=== Begin Enclosure ===

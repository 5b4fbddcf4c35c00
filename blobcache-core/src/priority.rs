use std::collections::BTreeMap;
use std::fmt;

use serde::{Deserialize, Serialize};

/// Requested rendition of an asset (e.g. `thumbnail`, `public`).
#[derive(Debug, Clone, PartialEq, Eq, Hash, PartialOrd, Ord, Serialize, Deserialize)]
#[serde(transparent)]
pub struct Variant(String);

impl Variant {
    /// Rendition served when a caller does not ask for one.
    pub const DEFAULT: &'static str = "public";

    pub fn new(name: impl Into<String>) -> Self {
        Self(name.into())
    }

    pub fn as_str(&self) -> &str {
        &self.0
    }
}

impl Default for Variant {
    fn default() -> Self {
        Self(Self::DEFAULT.to_string())
    }
}

impl fmt::Display for Variant {
    fn fmt(&self, f: &mut fmt::Formatter<'_>) -> fmt::Result {
        f.write_str(&self.0)
    }
}

impl From<&str> for Variant {
    fn from(value: &str) -> Self {
        Self::new(value)
    }
}

impl From<String> for Variant {
    fn from(value: String) -> Self {
        Self(value)
    }
}

/// Scoring table for [`PriorityModel`].
#[derive(Debug, Clone, PartialEq, Eq, Serialize, Deserialize)]
#[serde(default)]
pub struct PriorityConfig {
    /// Base score per variant. Smaller renditions are reused in more
    /// places and score higher.
    pub variants: BTreeMap<String, u32>,
    /// Score for variants missing from the table.
    pub fallback_score: u32,
    /// Substrings marking a key as featured content.
    pub featured_markers: Vec<String>,
    pub featured_bonus: u32,
    pub case_sensitive: bool,
}

impl Default for PriorityConfig {
    fn default() -> Self {
        let variants = [
            ("thumbnail", 5),
            ("public", 4),
            ("size1", 3),
            ("size2", 2),
            ("size3", 1),
        ]
        .into_iter()
        .map(|(name, score)| (name.to_string(), score))
        .collect();

        Self {
            variants,
            fallback_score: 1,
            featured_markers: vec!["featured".to_string(), "hero".to_string()],
            featured_bonus: 2,
            case_sensitive: true,
        }
    }
}

/// Static priority score for a key, computed once when an entry is created.
#[derive(Debug, Clone)]
pub struct PriorityModel {
    config: PriorityConfig,
    markers: Vec<String>,
}

impl Default for PriorityModel {
    fn default() -> Self {
        Self::new(PriorityConfig::default())
    }
}

impl PriorityModel {
    pub fn new(config: PriorityConfig) -> Self {
        let markers = config
            .featured_markers
            .iter()
            .filter(|marker| !marker.is_empty())
            .map(|marker| {
                if config.case_sensitive {
                    marker.clone()
                } else {
                    marker.to_lowercase()
                }
            })
            .collect();
        Self { config, markers }
    }

    pub fn is_featured(&self, key: &str) -> bool {
        if self.config.case_sensitive {
            self.markers.iter().any(|marker| key.contains(marker.as_str()))
        } else {
            let key = key.to_lowercase();
            self.markers.iter().any(|marker| key.contains(marker.as_str()))
        }
    }

    pub fn score(&self, key: &str, variant: &Variant) -> u32 {
        let base = self
            .config
            .variants
            .get(variant.as_str())
            .copied()
            .unwrap_or(self.config.fallback_score);
        let bonus = if self.is_featured(key) {
            self.config.featured_bonus
        } else {
            0
        };
        base.saturating_add(bonus)
    }
}

#[cfg(test)]
mod tests {
    use super::*;

    #[test]
    fn smaller_variants_score_higher() {
        let model = PriorityModel::default();
        let thumb = model.score("poster-1", &Variant::from("thumbnail"));
        let public = model.score("poster-1", &Variant::default());
        let large = model.score("poster-1", &Variant::from("size3"));
        assert_eq!((thumb, public, large), (5, 4, 1));
    }

    #[test]
    fn unknown_variant_uses_fallback() {
        let model = PriorityModel::default();
        assert_eq!(model.score("poster-1", &Variant::from("w1280")), 1);
    }

    #[test]
    fn featured_and_hero_keys_get_bonus() {
        let model = PriorityModel::default();
        assert_eq!(model.score("featured-banner", &Variant::default()), 6);
        assert_eq!(model.score("home-hero-2", &Variant::from("thumbnail")), 7);
    }

    #[test]
    fn marker_matching_is_case_sensitive_by_default() {
        let model = PriorityModel::default();
        assert!(!model.is_featured("FEATURED-banner"));

        let relaxed = PriorityModel::new(PriorityConfig {
            case_sensitive: false,
            ..PriorityConfig::default()
        });
        assert!(relaxed.is_featured("FEATURED-banner"));
        assert!(relaxed.is_featured("Hero"));
    }

    #[test]
    fn empty_markers_never_match() {
        let model = PriorityModel::new(PriorityConfig {
            featured_markers: vec![String::new()],
            ..PriorityConfig::default()
        });
        assert!(!model.is_featured("anything"));
    }
}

=== End Enclosure ===

__Task requirements__. Repeat exactly the lines of the data from the first one through the line with "Requested rendition of", both of them included.

__Solution to this task__.
repository 5b4fbddcf4c35c00
filename blobcache-core/src/priority.rs
use std::collections::BTreeMap;
use std::fmt;

use serde::{Deserialize, Serialize};

/// Requested rendition of an asset (e.g. `thumbnail`, `public`).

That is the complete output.